Luciano De Genova (19 May 1931 – 10 November 2019) was an Italian weightlifter. He represented Italy at the 1956 and 1960 Summer Olympic Games, competing in the Lightweight (67.5 kg) category.

Career 
De Genova was born in Genoa. He first competed outside Italy in the 1955 European Weightlifting Championships, finishing runner-up to Russian Nikolay Kostylev.

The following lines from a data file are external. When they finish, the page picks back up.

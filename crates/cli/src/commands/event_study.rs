//! Event study CLI command.
//!
//! Measures average price returns a fixed number of days after whale events.
//! Events come either from an events file or are derived from transfers
//! touching known exchange wallets.

use anyhow::{anyhow, Result};
use clap::Args;
use serde::Serialize;
use std::path::PathBuf;

use whale_stats_analytics::{
    event_study, event_study_by_direction, DirectionalEventStudy, EventStudyResult,
};
use whale_stats_core::{AppConfig, FlowDirection, PricePoint, WhaleEvent};
use whale_stats_data::{events_from_transfers, DataLoader};

use super::output::{emit, header, OutputFormat, TextReport};

/// Arguments for the event-study command.
#[derive(Args, Debug, Clone)]
pub struct EventStudyArgs {
    /// Price samples file (.csv or .json)
    #[arg(long)]
    pub prices: PathBuf,

    /// Whale events file (.csv or .json)
    #[arg(long, required_unless_present = "transfers", conflicts_with = "transfers")]
    pub events: Option<PathBuf>,

    /// Whale transfers file; events are derived from exchange wallet movements
    #[arg(long)]
    pub transfers: Option<PathBuf>,

    /// Comma-separated day offsets (overrides analysis.event_offsets_days)
    #[arg(long, value_delimiter = ',')]
    pub offsets: Option<Vec<u32>>,

    /// Minimum transfer amount for derived events (overrides analysis.min_event_amount)
    #[arg(long)]
    pub min_amount: Option<f64>,

    /// Also report inflow and outflow events separately
    #[arg(long)]
    pub by_direction: bool,
}

#[derive(Debug, Clone, Serialize)]
pub struct EventStudyReport {
    pub event_count: usize,
    pub inflow_count: usize,
    pub outflow_count: usize,
    pub results: Vec<EventStudyResult>,
    #[serde(skip_serializing_if = "Option::is_none")]
    pub by_direction: Option<DirectionalEventStudy>,
}

impl EventStudyReport {
    pub fn build(
        events: &[WhaleEvent],
        prices: &[PricePoint],
        offsets: &[u32],
        by_direction: bool,
    ) -> Self {
        let inflow_count = events
            .iter()
            .filter(|e| e.direction == FlowDirection::Inflow)
            .count();

        Self {
            event_count: events.len(),
            inflow_count,
            outflow_count: events.len() - inflow_count,
            results: event_study(events, prices, offsets),
            by_direction: by_direction.then(|| event_study_by_direction(events, prices, offsets)),
        }
    }
}

fn push_results(out: &mut String, results: &[EventStudyResult]) {
    out.push_str("  Days   Avg return   Positive   Negative   Events\n");
    for r in results {
        out.push_str(&format!(
            "  {:>4}   {:>+9.2}%   {:>8}   {:>8}   {:>6}\n",
            r.days_after, r.avg_return_pct, r.positive_count, r.negative_count, r.total_events
        ));
    }
}

impl TextReport for EventStudyReport {
    fn to_text(&self) -> String {
        let mut out = header("WHALE EVENT STUDY");

        out.push_str(&format!(
            "Events: {} ({} inflow, {} outflow)\n\nAll events:\n",
            self.event_count, self.inflow_count, self.outflow_count
        ));
        push_results(&mut out, &self.results);

        if let Some(split) = &self.by_direction {
            out.push_str("\nExchange inflows:\n");
            push_results(&mut out, &split.inflow);
            out.push_str("\nExchange outflows:\n");
            push_results(&mut out, &split.outflow);
        }

        out
    }
}

fn load_events(args: &EventStudyArgs, config: &AppConfig) -> Result<Vec<WhaleEvent>> {
    match (&args.events, &args.transfers) {
        (Some(path), _) => DataLoader::load_events(path),
        (None, Some(path)) => {
            let transfers = DataLoader::load_transfers(path)?;
            let min_amount = args.min_amount.unwrap_or(config.analysis.min_event_amount);
            let events =
                events_from_transfers(&transfers, min_amount, &config.analysis.exchange_wallets);
            tracing::info!(
                "Derived {} events from {} transfers (min amount {})",
                events.len(),
                transfers.len(),
                min_amount
            );
            Ok(events)
        }
        (None, None) => Err(anyhow!("Either --events or --transfers is required")),
    }
}

/// Day offsets must be non-empty and positive.
pub fn validate_offsets(offsets: &[u32]) -> Result<()> {
    if offsets.is_empty() {
        return Err(anyhow!("At least one day offset is required"));
    }
    if offsets.contains(&0) {
        return Err(anyhow!("Day offsets must be positive, got {:?}", offsets));
    }
    Ok(())
}

/// Runs the event-study command.
pub fn run_event_study(args: &EventStudyArgs, config: &AppConfig, format: OutputFormat) -> Result<()> {
    let offsets = args
        .offsets
        .clone()
        .unwrap_or_else(|| config.analysis.event_offsets_days.clone());
    validate_offsets(&offsets)?;

    let events = load_events(args, config)?;
    let prices = DataLoader::load_prices(&args.prices)?;
    tracing::info!(
        "Running event study: {} events, {} price samples, offsets {:?}",
        events.len(),
        prices.len(),
        offsets
    );

    let report = EventStudyReport::build(&events, &prices, &offsets, args.by_direction);
    emit(&report, format)
}

#[cfg(test)]
mod tests {
    use super::*;
    use chrono::{DateTime, Duration, TimeZone, Utc};

    fn day(n: i64) -> DateTime<Utc> {
        Utc.with_ymd_and_hms(2025, 1, 1, 0, 0, 0).unwrap() + Duration::days(n)
    }

    fn prices() -> Vec<PricePoint> {
        (0..10).map(|d| PricePoint::new(day(d), 100.0 + d as f64 * 10.0)).collect()
    }

    fn event(d: i64, direction: FlowDirection) -> WhaleEvent {
        WhaleEvent {
            timestamp: day(d),
            amount: 5_000.0,
            direction,
        }
    }

    #[test]
    fn report_counts_directions() {
        let events = vec![
            event(0, FlowDirection::Inflow),
            event(1, FlowDirection::Outflow),
            event(2, FlowDirection::Inflow),
        ];

        let report = EventStudyReport::build(&events, &prices(), &[1], false);

        assert_eq!(report.event_count, 3);
        assert_eq!(report.inflow_count, 2);
        assert_eq!(report.outflow_count, 1);
        assert_eq!(report.results.len(), 1);
        assert_eq!(report.results[0].total_events, 3);
        assert_eq!(report.results[0].positive_count, 3);
        assert!(report.by_direction.is_none());
    }

    #[test]
    fn directional_split_is_optional() {
        let events = vec![event(0, FlowDirection::Inflow), event(1, FlowDirection::Outflow)];

        let report = EventStudyReport::build(&events, &prices(), &[1, 3], true);
        let split = report.by_direction.as_ref().unwrap();

        assert_eq!(split.inflow[0].total_events, 1);
        assert_eq!(split.outflow[1].total_events, 1);
        // day 0 -> day 1: 100 -> 110
        assert_eq!(split.inflow[0].avg_return_pct, 10.0);

        let text = report.to_text();
        assert!(text.contains("Exchange inflows:"));
        assert!(text.contains("Exchange outflows:"));
    }

    #[test]
    fn offsets_must_be_positive() {
        assert!(validate_offsets(&[1, 3, 7]).is_ok());
        assert!(validate_offsets(&[]).is_err());
        assert!(validate_offsets(&[0]).is_err());
        assert!(validate_offsets(&[1, 0, 7]).is_err());
    }

    #[test]
    fn json_omits_missing_split() {
        let report = EventStudyReport::build(&[], &prices(), &[1], false);
        let json = serde_json::to_value(&report).unwrap();

        assert!(json.get("by_direction").is_none());
        assert_eq!(json["results"][0]["total_events"], 0);
    }
}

The next year, De Genova finished third with a total of 347.5 kg.

He took part in the Melbourne 1956 Summer Olympics where he finished in 16th place out of 18 athletes — his poor performance coming partly as a result of a muscle strain.

In 1958, De Genova participated in the European Weightlifting Championships and the World Weightlifting Championships, receiving a silver medal in both competitions.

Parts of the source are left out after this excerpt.